E TE CHAMAVAM MARIA – 29



  Num último olhar sobre os textos sagrados que fazem referência à Virgem, este nos vem do Livro do Apocalipse (12,1-4). Esse livro profundamente carregado de imagens simbólicas e enigmáticas (gênero apocalíptico), traz a luta e a história do novo povo de Deus nesse peregrinar para  o ‘novo céu e a nova terra’ (21,4) das comunidades da Ásia Menor. Composto por volta do ano 90-100, seu autor nos convida a esperança sem esquecer o presente, um otimismo que não ignora os sofrimentos. Orienta-nos para futuro, sem fazer previsões ou narrar detalhes históricos do que virá. Não pretendo me deter sobre o mesmo, já que não é nosso objetivo aqui.
  O texto que tomamos desse livro faz parte da nossa liturgia da Palavra para a Solenidade da Assunção de Maria e parte na Festa de Nossa Senhora Aparecida. Podemos ler o capítulo na íntegra para situarmo-nos nessa interpretação mariológica que se faz do mesmo. O texto parece fazer menção ao Cântico dos Cânticos (6,10) quando menciona essa figura feminina com a lua debaixo dos pés e coroada com uma coroa de doze estrelas. Aqui se vê Maria que dá à luz ao seu Menino, ao mesmo tempo que se alude à sua Assunção ao ser levada para um lugar que lhe fora preparado por Deus, lugar temporário, pois três anos e meio é a metade de sete, que seria o número de plenitude).
  Na realidade, para os estudiosos, sem descartar a menção a Maria, o autor estava pensando ou no novo Israel do qual provém Cristo, ou na própria Igreja onde Cristo nasce continuamente através da Palavra e da Eucaristia. A mulher seria o símbolo do bem e da salvação que nos vem de Deus. Está em jogo aqui também a menção da parturiente de Is 7,14 ligada à promessa do Messias. A imagem do dragão traz a imagem do mal que representa tantos os poderes terrenos quanto o próprio demônio, pois sua ação é um desafio ao Céu. O conflito é aqui estabelecido entre o Bem e o Mal, pois o varão nascido da mulher tem as qualidades messiânicas não tanto do nascimento de Belém, mas da força da Ressurreição da manhã da Páscoa, cujas dores se referem à Paixão.
  Temos a figura de Miguel, adversário declarado de Satanás, e dessa batalha que desemboca na expulsão dos anjos rebeldes. Uma voz anônima nos explica a cena mencionando a vitória de Cristo, o Cordeiro, por seu testemunho e sua paixão. Mesmo tendo anunciado essa vitória, a batalha prossegue na história entre a descendência da serpente e da mulher, mesmo que a vitória final já tenha sido declarada ser de Deus e seus eleitos. Não vou me deter no que se segue. Podemos ver que a figura da mulher do Apocalipse oscila entre a representação da Igreja, povo de Deus na terra, perseguida por Satanás e a Mãe do Messias, Maria, contra a qual se enfurece o poder das trevas que tenta aniquilar o Filho, princípio de salvação e de vitória sobre o mal.
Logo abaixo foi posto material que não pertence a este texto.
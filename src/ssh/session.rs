//! The single remote session
//!
//! A `Session` owns the one SSH connection (through its handle owner task) and
//! the SFTP sub-connection riding on it. It is constructed explicitly and shared
//! as `Arc<Session>` with the bridge and the executors.
//!
//! # Locking
//!
//! - The SFTP sub-connection sits behind a `tokio::sync::Mutex`. Each bridge
//!   operation takes an owned guard (`FileLease`) for its whole duration, so two
//!   filesystem operations never interleave on the transfer channel.
//! - Exec channels are opened through the handle owner task and then owned by
//!   the command that asked for them; no session lock is held while a command
//!   runs.
//! - Session state lives behind a `parking_lot::RwLock` that is never held
//!   across an `.await`.

use std::sync::Arc;

use parking_lot::RwLock;
use serde::Serialize;
use tokio::sync::{Mutex, OwnedMutexGuard};
use tracing::info;
use uuid::Uuid;

use super::client::SshClient;
use super::config::SshConfig;
use super::handle_owner::spawn_handle_owner_task;
use super::transport::SshTransport;
use crate::error::BridgeError;
use crate::exec::ExecTransport;
use crate::sftp::{RemoteFs, SftpSession};

/// Session lifecycle
#[derive(Debug, Clone, Copy, PartialEq, Eq, Serialize)]
#[serde(rename_all = "snake_case")]
pub enum SessionState {
    Unconnected,
    Connected,
    Closed,
}

/// Exclusive access to the file transport for one operation
pub type FileLease = OwnedMutexGuard<Box<dyn RemoteFs>>;

struct Link {
    transport: Arc<dyn ExecTransport>,
    files: Arc<Mutex<Box<dyn RemoteFs>>>,
}

struct Slot {
    state: SessionState,
    link: Option<Link>,
}

pub struct Session {
    id: String,
    slot: RwLock<Slot>,
    /// Serializes `connect` attempts
    connecting: Mutex<()>,
}

impl Session {
    pub fn new() -> Self {
        Self {
            id: Uuid::new_v4().to_string(),
            slot: RwLock::new(Slot {
                state: SessionState::Unconnected,
                link: None,
            }),
            connecting: Mutex::new(()),
        }
    }

    /// A connected session over already-built transports
    pub fn from_parts(files: Box<dyn RemoteFs>, transport: Arc<dyn ExecTransport>) -> Self {
        let session = Self::new();
        session.install(files, transport);
        session
    }

    pub fn id(&self) -> &str {
        &self.id
    }

    /// Connect, authenticate and open the SFTP sub-connection.
    ///
    /// Allowed from `Unconnected` and `Closed`; a connected session must be
    /// closed first. Any failure is reported once, with no retry.
    pub async fn connect(&self, config: &SshConfig) -> Result<(), BridgeError> {
        let _connecting = self.connecting.lock().await;

        if self.state() == SessionState::Connected {
            return Err(BridgeError::Connection(
                "Session is already connected".to_string(),
            ));
        }

        let handle = SshClient::new(config.clone())
            .connect()
            .await
            .map_err(|e| BridgeError::Connection(e.to_string()))?;

        let controller = spawn_handle_owner_task(handle, self.id.clone());

        let files = match SftpSession::open(&controller, &self.id).await {
            Ok(files) => files,
            Err(e) => {
                controller.disconnect().await;
                return Err(BridgeError::Connection(e.to_string()));
            }
        };

        self.install(Box::new(files), Arc::new(SshTransport::new(controller)));
        info!(
            "Session {} connected to {}@{}",
            self.id,
            config.username,
            config.host_port()
        );
        Ok(())
    }

    fn install(&self, files: Box<dyn RemoteFs>, transport: Arc<dyn ExecTransport>) {
        let mut slot = self.slot.write();
        slot.link = Some(Link {
            transport,
            files: Arc::new(Mutex::new(files)),
        });
        slot.state = SessionState::Connected;
    }

    pub fn state(&self) -> SessionState {
        self.slot.read().state
    }

    /// Connected and the transport is still alive
    pub fn is_connected(&self) -> bool {
        let slot = self.slot.read();
        match (&slot.state, &slot.link) {
            (SessionState::Connected, Some(link)) => link.transport.is_alive(),
            _ => false,
        }
    }

    /// Take the file transport for one operation.
    pub async fn files(&self) -> Result<FileLease, BridgeError> {
        let files = {
            let slot = self.slot.read();
            match (&slot.state, &slot.link) {
                (SessionState::Connected, Some(link)) if link.transport.is_alive() => {
                    link.files.clone()
                }
                _ => return Err(BridgeError::NotConnected),
            }
        };
        Ok(files.lock_owned().await)
    }

    /// The exec transport, for the command executors
    pub fn transport(&self) -> Result<Arc<dyn ExecTransport>, BridgeError> {
        let slot = self.slot.read();
        match (&slot.state, &slot.link) {
            (SessionState::Connected, Some(link)) if link.transport.is_alive() => {
                Ok(link.transport.clone())
            }
            _ => Err(BridgeError::NotConnected),
        }
    }

    /// Disconnect and move to `Closed`. Safe to call in any state.
    pub async fn close(&self) {
        let link = {
            let mut slot = self.slot.write();
            slot.state = SessionState::Closed;
            slot.link.take()
        };

        let Some(link) = link else {
            return;
        };

        // Wait for any in-flight file operation before tearing the channel down
        link.files.lock().await.close().await;
        link.transport.disconnect().await;
        info!("Session {} closed", self.id);
    }
}

impl Default for Session {
    fn default() -> Self {
        Self::new()
    }
}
  Na figura da mulher vestida de sol com a lua debaixo dos pés se exalta, de modo inigualável a beleza da Virgem. É dessa imagem que se inspiram as famosas esculturas e pinturas da Imaculada. Aos pés da Virgem se acrescentará a serpente do Gênesis, identificada com o dragão do Apocalipse (mais claramente identificada na imagem de N. Sra. das Graças).
  Concluo esta nossa página com as palavras de um livro litúrgico copta citado por Gianfranco Ravasi (Os Rostos de Maria na Bíblia – Paulus): “’Vi um sinal que apareceu no céu. É uma mulher vestida de sol: debaixo dos pés estava uma lua, e doze estrelas formavam uma coroa na cabeça. Estava grávida e gemia com as dores do parto’. Ela é Maria, o novo céu que está sobrea terra, da qual surgiu para nós o sol da justiça. De fato, o sol que a envolvia é o nosso Senhor Jesus Cristo; a lua que estava sob os pés é João Batista; as doze estrelas que formavam uma coroa na cabeça são os doze apóstolos que a circundam e a veneram. Por isso, todos os povos glorificam a Virgem, porque foi ela que gerou Deus para nós, enquanto a sua virgindade permaneceu sigilada!”.
  Na nossa próxima reflexão faremos a conclusão geral desse passeio que fizemos pela Bíblia nas figuras que remetem à figura de Maria e de seu mistério na história salvífica. Grande abraço!